== Record set ==
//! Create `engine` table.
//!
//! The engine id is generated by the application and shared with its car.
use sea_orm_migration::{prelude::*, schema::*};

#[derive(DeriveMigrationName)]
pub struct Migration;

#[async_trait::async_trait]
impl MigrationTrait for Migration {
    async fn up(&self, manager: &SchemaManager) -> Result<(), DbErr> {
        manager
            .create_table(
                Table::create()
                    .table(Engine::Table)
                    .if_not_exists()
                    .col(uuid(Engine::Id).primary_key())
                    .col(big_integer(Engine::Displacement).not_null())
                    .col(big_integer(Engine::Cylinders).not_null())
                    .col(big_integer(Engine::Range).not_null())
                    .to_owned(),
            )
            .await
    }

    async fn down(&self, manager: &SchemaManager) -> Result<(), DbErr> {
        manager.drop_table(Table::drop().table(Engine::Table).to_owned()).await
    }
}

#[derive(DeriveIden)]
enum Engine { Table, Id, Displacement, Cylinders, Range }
===
*Directions*. Which of the lines above contain "Result"? Return them all.

*Response to the task*.
    async fn up(&self, manager: &SchemaManager) -> Result<(), DbErr> {
    async fn down(&self, manager: &SchemaManager) -> Result<(), DbErr> {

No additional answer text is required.